Researchers in the UK are gearing up to launch the first coronavirus challenge trial, in which hundreds of participants will be deliberately infected with the disease. If all goes to plan, the trial will launch in January, according to the Financial Times, though scientists are still waiting on regulatory approval from the UK government.
Standard vaccine studies involve thousands of participants, must recruit in areas where contagion is naturally high, and typically take months or even years as researchers wait to see how many people contract the disease. Challenge trials are far quicker, as researchers don’t have to wait to see whether participants contract the virus, though deliberately infecting participants carries a host of other ethical and practical challenges.

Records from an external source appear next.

use anyhow::{bail, Context, Result};
use clap::{Args, Parser, Subcommand, ValueEnum};
use console::style;
use shared_utils::logging::{init_logging, LogConfig};
use shared_utils::{
    create_spinner, print_simple_summary, print_summary_report, set_quiet_mode, CancelToken,
};
use std::path::{Path, PathBuf};
use std::process::ExitCode;
use tracing::{info, warn};
use tx_converter::intake::groups_to_json;
use tx_converter::settings::DEFAULT_WORKERS;
use tx_converter::{
    add_missing_suffixes, collect_dropped, gather_textures, group_textures, label_sources,
    plan_jobs, rename_folder, render_groups, ConversionSettings, Dispatcher, RenameReport, TargetFormat,
    ToolEnvironment, ToolOverrides,
};

#[derive(Parser)]
#[command(name = "tx-converter")]
#[command(version, about = "Batch texture converter for Arnold (.tx), RenderMan (.tex) and Houdini (.rat)", long_about = None)]
struct Cli {
    #[command(subcommand)]
    command: Commands,

    /// Mirror debug logging to stderr.
    #[arg(short, long, global = true)]
    verbose: bool,

    /// Hide progress bars.
    #[arg(short, long, global = true)]
    quiet: bool,
}

#[derive(Subcommand)]
enum Commands {
    /// Preview the textures of a folder grouped by color space and extension.
    Scan {
        #[arg(value_name = "FOLDER")]
        folder: PathBuf,

        #[arg(long)]
        no_recursive: bool,

        /// Treat untagged TIFFs as linear instead of sRGB.
        #[arg(long)]
        tif_linear: bool,

        #[arg(short, long, value_enum, default_value = "human")]
        output: OutputFormat,
    },

    /// Convert textures. Files given as arguments take precedence over --folder.
    Convert {
        #[arg(value_name = "INPUT")]
        inputs: Vec<PathBuf>,

        #[arg(long, value_name = "DIR")]
        folder: Option<PathBuf>,

        #[arg(short, long, value_enum, default_value_t = TargetFormat::Tx)]
        target: TargetFormat,

        /// Disable DWAA compression.
        #[arg(long)]
        no_compression: bool,

        /// Append the detected color space to output names.
        #[arg(long)]
        add_suffix: bool,

        /// Name outputs `<stem>_acescg`.
        #[arg(long)]
        acescg: bool,

        /// Write color maps as 32-bit float.
        #[arg(long)]
        hdri: bool,

        #[arg(long)]
        tif_linear: bool,

        #[arg(long)]
        no_recursive: bool,

        /// Parallel converters (0 = from core count).
        #[arg(short, long, default_value_t = DEFAULT_WORKERS)]
        jobs: usize,

        /// Reconvert outputs that are already up to date.
        #[arg(short, long)]
        force: bool,

        /// Print the converter commands without running them.
        #[arg(long)]
        dry_run: bool,

        /// Write outputs here, mirroring the folder structure.
        #[arg(short, long, value_name = "DIR")]
        output: Option<PathBuf>,

        #[command(flatten)]
        tools: ToolArgs,
    },

    /// Rename unlabeled textures on disk to carry their color-space suffix.
    Rename {
        #[arg(value_name = "FOLDER_OR_FILES", required = true)]
        inputs: Vec<PathBuf>,

        #[arg(long)]
        no_recursive: bool,

        #[arg(long)]
        tif_linear: bool,
    },

    /// Show where each converter and the OCIO config resolve to.
    Tools {
        #[command(flatten)]
        tools: ToolArgs,

        #[arg(short, long, value_enum, default_value = "human")]
        output: OutputFormat,
    },
}

#[derive(Args, Clone, Default)]
struct ToolArgs {
    /// maketx binary (default: $MAKETX_PATH or maketx on PATH)
    #[arg(long, value_name = "PATH")]
    maketx: Option<PathBuf>,

    /// RenderMan install (default: $RMANTREE)
    #[arg(long, value_name = "DIR")]
    rmantree: Option<PathBuf>,

    /// OpenColorIO config (default: $OCIO, then $RV_OCIO)
    #[arg(long, value_name = "FILE")]
    ocio: Option<PathBuf>,

    /// imaketx binary (default: $IMAKETEX)
    #[arg(long, value_name = "PATH")]
    imaketx: Option<PathBuf>,

    /// Houdini install (default: $HFS)
    #[arg(long, value_name = "DIR")]
    hfs: Option<PathBuf>,
}

impl From<ToolArgs> for ToolOverrides {
    fn from(args: ToolArgs) -> Self {
        ToolOverrides {
            maketx: args.maketx,
            rmantree: args.rmantree,
            ocio: args.ocio,
            imaketx: args.imaketx,
            hfs: args.hfs,
        }
    }
}

#[derive(Copy, Clone, PartialEq, Eq, ValueEnum)]
enum OutputFormat {
    Human,
    Json,
}

fn main() -> ExitCode {
    let cli = Cli::parse();

    if let Err(e) = init_logging("tx_converter", LogConfig::default().verbose(cli.verbose)) {
        eprintln!("⚠️  Logging disabled: {:#}", e);
    }
    set_quiet_mode(cli.quiet);

    match run(cli.command) {
        Ok(true) => ExitCode::SUCCESS,
        Ok(false) => ExitCode::FAILURE,
        Err(e) => {
            eprintln!("{} {:#}", style("❌ Error:").red().bold(), e);
            ExitCode::FAILURE
        }
    }
}

/// `Ok(false)` means the command ran but something failed.
fn run(command: Commands) -> Result<bool> {
    match command {
        Commands::Scan {
            folder,
            no_recursive,
            tif_linear,
            output,
        } => {
            let files = gather_textures(&folder, !no_recursive)?;
            let groups = group_textures(&files, !tif_linear);
            match output {
                OutputFormat::Human => println!("{}", render_groups(&groups)),
                OutputFormat::Json => println!("{}", groups_to_json(&groups)?),
            }
            Ok(true)
        }

        Commands::Convert {
            inputs,
            folder,
            target,
            no_compression,
            add_suffix,
            acescg,
            hdri,
            tif_linear,
            no_recursive,
            jobs,
            force,
            dry_run,
            output,
            tools,
        } => {
            let settings = ConversionSettings {
                target,
                compression: !no_compression,
                add_suffix,
                rename_to_acescg: acescg,
                hdri,
                tif_srgb: !tif_linear,
                recursive: !no_recursive,
                jobs,
                force,
                dry_run,
                output_dir: output,
            };
            convert(&inputs, folder.as_deref(), settings, tools.into())
        }

        Commands::Rename {
            inputs,
            no_recursive,
            tif_linear,
        } => {
            let report = if inputs.len() == 1 && inputs[0].is_dir() {
                rename_folder(&inputs[0], !no_recursive, !tif_linear)?
            } else {
                let files = collect_dropped(&inputs, !no_recursive);
                if files.is_empty() {
                    bail!("None of the given paths exist");
                }
                add_missing_suffixes(&files, !tif_linear)
            };
            print_rename_report(&report);
            Ok(!report.has_errors())
        }

        Commands::Tools { tools, output } => {
            let env = ToolEnvironment::from_env().with_overrides(tools.into());
            let status = env.status();
            match output {
                OutputFormat::Json => {
                    let value = serde_json::json!({
                        "tools": status,
                        "ocio": env.ocio_config(),
                    });
                    println!("{}", serde_json::to_string_pretty(&value)?);
                }
                OutputFormat::Human => {
                    for s in &status {
                        match (&s.path, &s.error) {
                            (Some(path), _) => println!(
                                "{} {:<8} (.{}) {}",
                                style("✅").green(),
                                s.tool,
                                s.target,
                                path.display()
                            ),
                            (None, Some(err)) => println!(
                                "{} {:<8} (.{}) {}",
                                style("❌").red(),
                                s.tool,
                                s.target,
                                err
                            ),
                            (None, None) => {}
                        }
                    }
                    match env.ocio_config() {
                        Some(cfg) => println!("🎨 OCIO config: {}", cfg.display()),
                        None => println!("🎨 OCIO config: not set (no color conversion)"),
                    }
                }
            }
            Ok(status.iter().any(|s| s.is_available()))
        }
    }
}

fn convert(
    inputs: &[PathBuf],
    folder: Option<&Path>,
    settings: ConversionSettings,
    overrides: ToolOverrides,
) -> Result<bool> {
    let (files, base_dir) = if !inputs.is_empty() {
        let files = collect_dropped(inputs, settings.recursive);
        if files.is_empty() {
            bail!("None of the given files exist");
        }
        (files, None)
    } else if let Some(folder) = folder {
        let spinner = create_spinner(&format!("Scanning {}", folder.display()));
        let scanned = gather_textures(folder, settings.recursive);
        spinner.finish_and_clear();
        let files = scanned.with_context(|| format!("Cannot scan {}", folder.display()))?;
        (files, Some(folder.to_path_buf()))
    } else {
        bail!("Give texture files or --folder <DIR>");
    };

    if files.is_empty() {
        println!("📂 No textures found");
        return Ok(true);
    }

    let env = ToolEnvironment::from_env().with_overrides(overrides);
    let program = match env.resolve(settings.target) {
        Ok(program) => program,
        Err(e) if settings.dry_run => {
            warn!(error = %e, "Converter not found, showing commands with the bare tool name");
            PathBuf::from(settings.target.tool_name())
        }
        Err(e) => return Err(e.into()),
    };
    if env.ocio_config().is_none() && settings.target == TargetFormat::Tx {
        warn!("No OCIO config set (OCIO / RV_OCIO); textures are converted without color transforms");
    }

    let labeled = label_sources(&files, base_dir.as_deref(), &settings)?;
    if !labeled.renamed.is_empty() || labeled.has_errors() {
        print_rename_report(&labeled);
    }

    let plan = plan_jobs(&labeled.updated, &settings, base_dir.as_deref());
    println!(
        "📂 Found {} textures, {} to convert → .{} ({} workers)",
        plan.total(),
        plan.jobs.len(),
        settings.target,
        shared_utils::thread_manager::resolve_worker_count(settings.jobs)
    );
    for skipped in &plan.skipped {
        info!(path = %skipped.path.display(), reason = %skipped.reason, "Skipping texture");
    }

    let cancel = CancelToken::new();
    let handler_token = cancel.clone();
    if let Err(e) = ctrlc::set_handler(move || {
        eprintln!("\n⚠️  Cancelling, stopping running converters...");
        handler_token.cancel();
    }) {
        warn!(error = %e, "Could not install Ctrl-C handler");
    }

    let report = Dispatcher::new(program, env.ocio.clone())
        .with_workers(settings.jobs)
        .with_cancel_token(cancel)
        .dry_run(settings.dry_run)
        .run(plan)?;

    if settings.dry_run {
        for command in &report.commands {
            println!("{}", command);
        }
        print_simple_summary(&report.result);
    } else {
        print_summary_report(
            &report.result,
            report.duration,
            report.input_bytes,
            report.output_bytes,
            "Texture Conversion",
        );
    }

    Ok(!report.result.has_failures() && !labeled.has_errors())
}

fn print_rename_report(report: &RenameReport) {
    for (from, to) in &report.renamed {
        println!(
            "✏️  {} → {}",
            from.display(),
            to.file_name().unwrap_or_default().to_string_lossy()
        );
    }
    for (path, error) in &report.errors {
        println!("{} {}: {}", style("❌").red(), path.display(), error);
    }

    println!(
        "\n✅ Complete: {} renamed, {} already labeled or skipped, {} failed",
        report.renamed.len(),
        report.skipped.len(),
        report.errors.len()
    );
}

The UK challenge trial will test various Covid-19 vaccines against each other, according to the FT. This mirrors how challenge trials are typically used in contemporary medicine: Various strains of vaccine for cholera, malaria, and typhoid are compared to see which is most effective. This helps narrow down the possible vaccine candidates, so resources can be focused on the most effective options. “Given there are more than 100 Covid-19 vaccines in development, you don’t want 100 phase three trials,” Peter G. Smith, co-author of a Journal of Infectious Diseases article on Covid-19 challenge trials, told Quartz in May.

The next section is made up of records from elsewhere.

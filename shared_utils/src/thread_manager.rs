//! Thread budgeting for workloads that fan out to external processes.
//!
//! CPU cores are a fixed budget split between parallel tasks (width) and the
//! threads each child process may use (depth):
//! `parallel_tasks * child_threads <= available cores`.

use std::sync::OnceLock;

static OPTIMAL_TASKS: OnceLock<usize> = OnceLock::new();

/// Thread allocation result
#[derive(Debug, Clone, Copy, PartialEq, Eq)]
pub struct ThreadAllocation {
    /// Number of jobs running at the same time.
    pub parallel_tasks: usize,
    /// Threads each child process is expected to use.
    pub child_threads: usize,
}

/// Cores minus a reserve for the OS and the terminal (20%, 1..=2 cores).
fn available_cores(total_cores: usize) -> usize {
    let reserved = ((total_cores as f64 * 0.2).ceil() as usize).clamp(1, 2);
    total_cores.saturating_sub(reserved).max(1)
}

/// Texture tools are short-lived children that each use a couple of
/// threads, so width gets the budget, capped at 8.
pub fn balanced_config_for(total_cores: usize) -> ThreadAllocation {
    let child_threads = 2;
    let parallel_tasks = (available_cores(total_cores) / child_threads).clamp(1, 8);
    ThreadAllocation {
        parallel_tasks,
        child_threads,
    }
}

pub fn get_balanced_thread_config() -> ThreadAllocation {
    balanced_config_for(num_cpus::get())
}

/// Cached default worker count for external tool batches.
pub fn get_optimal_threads() -> usize {
    *OPTIMAL_TASKS.get_or_init(|| get_balanced_thread_config().parallel_tasks)
}

/// `requested == 0` means "pick for me".
pub fn resolve_worker_count(requested: usize) -> usize {
    if requested == 0 {
        get_optimal_threads()
    } else {
        requested
    }
}

#[cfg(test)]
mod tests {
    use super::*;
    use proptest::prelude::*;

    #[test]
    fn test_external_tool_allocation_on_ten_cores() {
        let alloc = balanced_config_for(10);
        assert_eq!(alloc, ThreadAllocation { parallel_tasks: 4, child_threads: 2 });
    }

    #[test]
    fn test_single_core_still_gets_one_worker() {
        let alloc = balanced_config_for(1);
        assert_eq!(alloc.parallel_tasks, 1);
    }

    #[test]
    fn test_resolve_worker_count() {
        assert_eq!(resolve_worker_count(6), 6);
        assert!(resolve_worker_count(0) >= 1);
    }

    proptest! {
        #![proptest_config(ProptestConfig::with_cases(64))]

        #[test]
        fn prop_allocation_fits_budget(cores in 1usize..256) {
            let alloc = balanced_config_for(cores);
            prop_assert!(alloc.parallel_tasks >= 1);
            prop_assert!(alloc.parallel_tasks <= 8);
            prop_assert!(alloc.parallel_tasks * alloc.child_threads <= cores.max(2));
        }
    }
}
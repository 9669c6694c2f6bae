//! Shared Utilities for the tx-converter tools
//!
//! Tool-agnostic plumbing used by the converter binary:
//! - File collection and batch result accounting
//! - Logging (stderr + rolling log file) and external tool call records
//! - Progress bars and the end-of-run summary report
//! - Thread budgeting for external-process workloads
//! - Dangerous directory detection before destructive operations
//! - Child process execution with output draining and cancellation

pub mod batch;
pub mod common_utils;
pub mod logging;
pub mod process_runner;
pub mod progress;
pub mod report;
pub mod safety;
pub mod thread_manager;

pub use batch::{collect_files, collect_files_sorted, BatchResult};
pub use common_utils::{format_command_string, get_extension_lowercase, has_extension};
pub use process_runner::{run_command, CancelToken, ManagedProcess, ProcessOutput};
pub use progress::{
    create_progress_bar, create_spinner, format_bytes, format_duration, is_quiet_mode,
    set_quiet_mode,
};
pub use report::{print_simple_summary, print_summary_report};
pub use safety::{check_dangerous_directory, SafetyError};
pub use thread_manager::{get_balanced_thread_config, ThreadAllocation};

The trial will be run by challenge trial company hVivo, a subsidiary of Irish pharmaceutical company Open Orphan, according to the FT, while Imperial College London scientists will lead the research. 1Day Sooner, a group advocating for coronavirus challenge trials, is planning to petition the government to fund a challenge study center that can house up to 200 participants, a spokesperson told Quartz.
The government must also approve the effort itself. Before the challenge trial can go ahead, it will need a green light from both the UK Medicines and Healthcare products Regulatory Agency and an independent research ethics committee.
The UK government is currently “working with partners to understand how we might collaborate on the potential development of a Covid-19 vaccine through human challenge studies,” a spokesperson told Quartz, while Open Orphan told Reuters the company is in “advanced negotiation with the UK government and other partners for a coronavirus challenge study in the UK.” Open Orphan did not respond to Quartz’s requests for comment about which vaccines would be tested in the trial and whether a placebo would also be used.
A Covid-19 challenge trial is unusual since, unlike typhoid or malaria, there’s no straightforward treatment for participants who do contract the disease. The UK challenge trial plans to use remdesivir. But while there’s evidence the drug alleviates symptoms for some patients, it’s hardly a cure.
Because of the risks involved, 1Day Sooner advocates testing vaccines on relatively young participants with no underlying conditions. This reduces the risk of death in the trial, but it also carries a downside: The trial won’t provide information about how a vaccine works on elderly populations, who are the most at risk from coronavirus. Still, many scientists believe data from challenge trials can inform broader understanding of the virus. “There’s a number of benefits, not just the vaccine but also better understanding of immune responses to the virus,” Peter Horby, professor of emerging infectious diseases and global health at Oxford University told BBC Radio 4’s Today on Thursday (Sept. 24.) Horby is currently running a trial of Covid-19 treatments.
Participants in the UK challenge trial would have to be under close surveillance for around a month after infection. The trial is expected to be held at a secure quarantine site in east London, several people involved in the project told the FT. Around 37,000 people worldwide have told 1Day Sooner they’d be interested in participating in a challenge trial, of which 2,000 are from the UK. Though no volunteers have been called on yet, UK plans are by far the most advanced.